## ABOUT THIS TASK
Only the lines with "ValueEnum" in the entries below belong in the answer; please copy them.

═════ EXERCISE DATA ═════

use anyhow::{Context, Result};
use clap::{Args, Parser, Subcommand, ValueEnum};
use dotplot::api::{
    grid_lines, marching_squares, parse_figure, to_pixels, ChaosCfg, ChaosGenerator, ContourCfg,
    EdgePlacement, Field, Figure, Ortho2, RingAnimation, RingCfg, SeedPointMode,
    DEFAULT_MAX_CORNER_DRAWS, RING_VIEW,
};
use serde::Serialize;
use serde_json::Value;
use std::path::{Path, PathBuf};
use tracing_subscriber::fmt::SubscriberBuilder;

mod provenance;
mod table;

use provenance::Payload;

#[derive(Parser)]
#[command(name = "cli")]
#[command(about = "Chaos-game dot plots, rotating ring layouts and field contours")]
struct Cmd {
    /// Optional free-form tag; propagated to outputs and logs
    #[arg(long)]
    tag: Option<String>,

    #[command(subcommand)]
    action: Action,
}

#[derive(Subcommand)]
enum Action {
    /// Generate chaos-game points and write them as a table (.csv or .parquet)
    Dots(DotsArgs),
    /// Place a figure on the rotating ring for one frame and write the vertices
    Ring(RingArgs),
    /// Trace an iso-line of a sample field with marching squares and write the segments
    Contour(ContourArgs),
    /// Print a small provenance JSON block
    Report,
}

#[derive(Args, Clone, Debug, Serialize)]
struct DotsArgs {
    /// Number of points to generate
    #[arg(long, allow_negative_numbers = true)]
    n: i64,
    #[arg(long, default_value_t = 800)]
    width: u32,
    #[arg(long, default_value_t = 800)]
    height: u32,
    /// RNG seed; drawn from OS entropy when omitted
    #[arg(long)]
    seed: Option<u64>,
    /// Draw the seed point on (-1,1)² instead of reproducing the [0,1)² draw
    #[arg(long)]
    symmetric_seed: bool,
    /// Corner draws allowed per step before giving up
    #[arg(long, default_value_t = DEFAULT_MAX_CORNER_DRAWS)]
    max_corner_draws: u32,
    #[arg(long)]
    out: PathBuf,
}

#[derive(Args, Clone, Debug, Serialize)]
struct RingArgs {
    /// Whitespace-separated x y pairs
    #[arg(long)]
    figure: PathBuf,
    #[arg(long, default_value_t = 0)]
    frame: u64,
    #[arg(long, default_value_t = 800)]
    width: u32,
    #[arg(long, default_value_t = 800)]
    height: u32,
    #[arg(long)]
    out: PathBuf,
}

#[derive(Clone, Copy, Debug, ValueEnum, Serialize)]
#[serde(rename_all = "kebab-case")]
enum FieldArg {
    /// x² + y²
    Circle,
    /// sin(x·y)
    SinXy,
    /// sin(x)·cos(y)
    SinCos,
}

impl From<FieldArg> for Field {
    fn from(f: FieldArg) -> Self {
        match f {
            FieldArg::Circle => Field::Circle,
            FieldArg::SinXy => Field::SinXy,
            FieldArg::SinCos => Field::SinCos,
        }
    }
}

#[derive(Args, Clone, Debug, Serialize)]
struct ContourArgs {
    #[arg(long, value_enum, default_value_t = FieldArg::Circle)]
    field: FieldArg,
    #[arg(long, default_value_t = 1.0, allow_negative_numbers = true)]
    iso: f64,
    /// Grid cell size
    #[arg(long, default_value_t = 0.1)]
    step: f64,
    /// Half-width of the square domain centred on the origin
    #[arg(long, default_value_t = 5.0)]
    extent: f64,
    /// Place crossings by linear interpolation instead of at edge midpoints
    #[arg(long)]
    interpolate: bool,
    /// Also emit the background grid lines
    #[arg(long)]
    grid: bool,
    #[arg(long, default_value_t = 800)]
    width: u32,
    #[arg(long, default_value_t = 800)]
    height: u32,
    #[arg(long)]
    out: PathBuf,
}

fn main() -> Result<()> {
    SubscriberBuilder::default().with_target(false).init();
    let cmd = Cmd::parse();
    match cmd.action {
        Action::Dots(args) => {
            let summary = dots(args, cmd.tag)?;
            let line = serde_json::json!({
                "seed": summary.seed,
                "rows": summary.rows,
                "provenance": summary.provenance.to_string_lossy(),
            });
            println!("{line}");
            Ok(())
        }
        Action::Ring(args) => {
            let provenance = ring(args, cmd.tag)?;
            println!("{}", provenance.display());
            Ok(())
        }
        Action::Contour(args) => {
            let provenance = contour(args, cmd.tag)?;
            println!("{}", provenance.display());
            Ok(())
        }
        Action::Report => {
            let obj = report_document(cmd.tag);
            println!("{}", serde_json::to_string_pretty(&obj)?);
            Ok(())
        }
    }
}

/// What a `dots` run produced.
#[derive(Debug)]
struct DotsSummary {
    seed: u64,
    rows: usize,
    provenance: PathBuf,
}

fn dots(args: DotsArgs, tag: Option<String>) -> Result<DotsSummary> {
    let seed = args.seed.unwrap_or_else(rand::random::<u64>);
    let cfg = ChaosCfg {
        max_corner_draws: args.max_corner_draws,
        seed_point: if args.symmetric_seed {
            SeedPointMode::Symmetric
        } else {
            SeedPointMode::Observed
        },
    };
    tracing::info!(
        n = args.n,
        seed,
        width = args.width,
        height = args.height,
        tag = ?tag,
        "dots"
    );

    let gen = ChaosGenerator::seeded(args.n, seed, cfg)?;
    let seed_point = gen.seed_point();
    let initial_corner = gen.initial_corner();
    let steps = gen.collect_steps()?;
    let points: Vec<_> = steps.iter().map(|s| s.point).collect();
    let pixels = to_pixels(&points, &Ortho2::DOT_PLOT, args.width, args.height)?;
    let redraws: u64 = steps.iter().map(|s| u64::from(s.corner_draws - 1)).sum();

    let mut df = table::dots_frame(&steps, &pixels)?;
    table::write_table(&mut df, &args.out)?;

    let params = serde_json::json!({
        "args": serde_json::to_value(&args)?,
        "seed": seed,
        "seed_point_mode": format!("{:?}", cfg.seed_point),
        "seed_point": [seed_point.x, seed_point.y],
        "initial_corner": initial_corner,
        "redraws": redraws,
    });
    let provenance = provenance::write_sidecar(&args.out, Payload::new(params).with_tag(tag))?;
    tracing::info!(
        rows = df.height(),
        redraws,
        out = %args.out.display(),
        provenance = %provenance.display(),
        "dots written"
    );
    Ok(DotsSummary {
        seed,
        rows: df.height(),
        provenance,
    })
}

fn ring(args: RingArgs, tag: Option<String>) -> Result<PathBuf> {
    tracing::info!(figure = %args.figure.display(), frame = args.frame, tag = ?tag, "ring");
    let figure = load_figure(&args.figure)?;
    let anim = RingAnimation::at_frame(RingCfg::default(), args.frame);
    let placed = anim.place(&figure);
    let pixels = placed
        .iter()
        .map(|f| to_pixels(&f.vertices, &RING_VIEW, args.width, args.height).map(Figure::new))
        .collect::<Result<Vec<_>, _>>()?;

    let mut df = table::ring_frame(&placed, &pixels)?;
    table::write_table(&mut df, &args.out)?;

    let params = serde_json::json!({
        "args": serde_json::to_value(&args)?,
        "rotation_deg": anim.rotation_deg(),
        "copies": placed.len(),
        "figure_vertices": figure.len(),
    });
    let provenance = provenance::write_sidecar(&args.out, Payload::new(params).with_tag(tag))?;
    tracing::info!(
        rows = df.height(),
        out = %args.out.display(),
        provenance = %provenance.display(),
        "ring written"
    );
    Ok(provenance)
}

fn load_figure(path: &Path) -> Result<Figure> {
    let text = std::fs::read_to_string(path)
        .with_context(|| format!("reading figure {}", path.display()))?;
    parse_figure(&text).with_context(|| format!("parsing figure {}", path.display()))
}

fn contour(args: ContourArgs, tag: Option<String>) -> Result<PathBuf> {
    tracing::info!(field = ?args.field, iso = args.iso, step = args.step, tag = ?tag, "contour");
    let domain = Ortho2::new(-args.extent, args.extent, -args.extent, args.extent)
        .context("contour domain")?;
    let cfg = ContourCfg {
        step: args.step,
        iso: args.iso,
        placement: if args.interpolate {
            EdgePlacement::Interpolated
        } else {
            EdgePlacement::Midpoint
        },
    };
    let field = Field::from(args.field);
    let iso = marching_squares(|x, y| field.eval(x, y), &domain, &cfg)?;
    let grid = if args.grid {
        grid_lines(&domain, args.step)?
    } else {
        Vec::new()
    };

    let mut df = table::contour_frame(&iso, &grid, &domain, args.width, args.height)?;
    table::write_table(&mut df, &args.out)?;

    let params = serde_json::json!({
        "args": serde_json::to_value(&args)?,
        "iso_segments": iso.len(),
        "grid_lines": grid.len(),
    });
    let provenance = provenance::write_sidecar(&args.out, Payload::new(params).with_tag(tag))?;
    tracing::info!(
        rows = df.height(),
        out = %args.out.display(),
        provenance = %provenance.display(),
        "contour written"
    );
    Ok(provenance)
}

/// Provenance block with the library defaults, as printed by `report`.
fn report_document(tag: Option<String>) -> Value {
    let defaults = ChaosCfg::default();
    let params = serde_json::json!({
        "max_corner_draws": defaults.max_corner_draws,
        "seed_point_mode": format!("{:?}", defaults.seed_point),
    });
    provenance::document(&Payload::new(params).with_tag(tag), &[])
}

#[cfg(test)]
mod tests {
    use super::*;
    use clap::Parser;
    use polars::prelude::*;
    use std::path::PathBuf;
    use tempfile::tempdir;

    fn dots_args(n: i64, out: PathBuf) -> DotsArgs {
        DotsArgs {
            n,
            width: 400,
            height: 300,
            seed: Some(11),
            symmetric_seed: false,
            max_corner_draws: DEFAULT_MAX_CORNER_DRAWS,
            out,
        }
    }

    #[test]
    fn cli_parses_dots_flags() {
        let cmd = Cmd::try_parse_from([
            "cli", "--tag", "t1", "dots", "--n", "-3", "--seed", "5", "--out", "x.csv",
        ])
        .unwrap();
        assert_eq!(cmd.tag.as_deref(), Some("t1"));
        match cmd.action {
            Action::Dots(a) => {
                assert_eq!(a.n, -3);
                assert_eq!(a.seed, Some(5));
                assert_eq!(a.width, 800);
                assert_eq!(a.max_corner_draws, DEFAULT_MAX_CORNER_DRAWS);
                assert!(!a.symmetric_seed);
            }
            _ => panic!("expected dots"),
        }
    }

    #[test]
    fn dots_writes_csv_and_sidecar() {
        let dir = tempdir().unwrap();
        let out = dir.path().join("plots").join("dots.csv");
        let summary = dots(dots_args(250, out.clone()), Some("unit".into())).unwrap();
        assert_eq!(summary.seed, 11);
        assert_eq!(summary.rows, 250);

        let df = LazyCsvReader::new(&out).finish().unwrap().collect().unwrap();
        assert_eq!(df.shape(), (250, 6));

        let prov: Value =
            serde_json::from_slice(&std::fs::read(&summary.provenance).unwrap()).unwrap();
        assert_eq!(prov["params"]["seed"], 11);
        assert_eq!(prov["params"]["seed_point_mode"], "Observed");
        assert_eq!(prov["tag"], "unit");
    }

    #[test]
    fn dots_is_reproducible_for_a_seed() {
        let dir = tempdir().unwrap();
        let a = dir.path().join("a.csv");
        let b = dir.path().join("b.csv");
        dots(dots_args(100, a.clone()), None).unwrap();
        dots(dots_args(100, b.clone()), None).unwrap();
        assert_eq!(std::fs::read(a).unwrap(), std::fs::read(b).unwrap());
    }

    #[test]
    fn dots_parquet_and_empty_run() {
        let dir = tempdir().unwrap();
        let out = dir.path().join("none.parquet");
        let summary = dots(dots_args(0, out.clone()), None).unwrap();
        assert_eq!(summary.rows, 0);
        assert!(out.exists());
    }

    #[test]
    fn dots_rejects_negative_count() {
        let dir = tempdir().unwrap();
        let out = dir.path().join("neg.csv");
        let err = dots(dots_args(-1, out.clone()), None).unwrap_err();
        assert!(err.to_string().contains("invalid argument"), "{err}");
        assert!(!out.exists());
    }

    #[test]
    fn ring_places_eight_copies() {
        let dir = tempdir().unwrap();
        let fig = dir.path().join("figure.txt");
        std::fs::write(&fig, "0 0 1 0\n1 1\n").unwrap();
        let out = dir.path().join("ring.csv");
        let args = RingArgs {
            figure: fig,
            frame: 45,
            width: 600,
            height: 600,
            out: out.clone(),
        };
        let prov = ring(args, None).unwrap();
        assert!(prov.exists());
        let df = LazyCsvReader::new(&out).finish().unwrap().collect().unwrap();
        assert_eq!(df.shape(), (24, 6));
    }

    #[test]
    fn ring_reports_bad_figure_file() {
        let dir = tempdir().unwrap();
        let fig = dir.path().join("bad.txt");
        std::fs::write(&fig, "1 2 3").unwrap();
        let args = RingArgs {
            figure: fig,
            frame: 0,
            width: 600,
            height: 600,
            out: dir.path().join("ring.csv"),
        };
        let err = ring(args, None).unwrap_err();
        assert!(format!("{err:#}").contains("odd number"), "{err:#}");
    }

    #[test]
    fn report_lists_version_and_defaults() {
        let doc = report_document(Some("r1".into()));
        assert_eq!(doc["dotplot_version"], dotplot::VERSION);
        assert_eq!(doc["params"]["max_corner_draws"], DEFAULT_MAX_CORNER_DRAWS);
        assert_eq!(doc["params"]["seed_point_mode"], "Observed");
        assert_eq!(doc["tag"], "r1");
        assert!(doc["outputs"].as_array().unwrap().is_empty());
        assert!(doc["code_rev"].as_str().is_some());
    }

    #[test]
    fn cli_parses_contour_flags() {
        let cmd = Cmd::try_parse_from([
            "cli", "contour", "--field", "sin-xy", "--iso", "-0.5", "--out", "c.csv",
        ])
        .unwrap();
        match cmd.action {
            Action::Contour(a) => {
                assert!(matches!(a.field, FieldArg::SinXy));
                assert_eq!(a.iso, -0.5);
                assert_eq!(a.step, 0.1);
                assert!(!a.interpolate && !a.grid);
            }
            _ => panic!("expected contour"),
        }
    }

    fn contour_args(out: PathBuf) -> ContourArgs {
        ContourArgs {
            field: FieldArg::Circle,
            iso: 1.0,
            step: 0.1,
            extent: 2.0,
            interpolate: true,
            grid: false,
            width: 400,
            height: 400,
            out,
        }
    }

    #[test]
    fn contour_writes_circle_segments() {
        let dir = tempdir().unwrap();
        let out = dir.path().join("circle.csv");
        let prov = contour(contour_args(out.clone()), None).unwrap();
        let df = LazyCsvReader::new(&out).finish().unwrap().collect().unwrap();
        assert_eq!(df.width(), 10);
        let doc: Value = serde_json::from_slice(&std::fs::read(prov).unwrap()).unwrap();
        let iso = doc["params"]["iso_segments"].as_u64().unwrap();
        assert_eq!(df.height() as u64, iso);
        assert_eq!(doc["params"]["args"]["field"], "circle");
        assert_eq!(doc["params"]["grid_lines"], 0);
    }

    #[test]
    fn contour_grid_adds_lines_and_bad_step_fails() {
        let dir = tempdir().unwrap();
        let out = dir.path().join("grid.csv");
        let mut args = contour_args(out.clone());
        args.grid = true;
        args.step = 1.0;
        contour(args, None).unwrap();
        let df = LazyCsvReader::new(&out).finish().unwrap().collect().unwrap();
        let grid = df
            .column("kind")
            .unwrap()
            .str()
            .unwrap()
            .into_iter()
            .filter(|k| *k == Some("grid"))
            .count();
        // Ticks -2..=2 on both axes.
        assert_eq!(grid, 10);

        let mut bad = contour_args(dir.path().join("bad.csv"));
        bad.step = 0.0;
        let err = contour(bad, None).unwrap_err();
        assert!(err.to_string().contains("grid step"), "{err}");
    }
}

═════

## SOLUTION FOR THIS TASK
use clap::{Args, Parser, Subcommand, ValueEnum};
#[derive(Clone, Copy, Debug, ValueEnum, Serialize)]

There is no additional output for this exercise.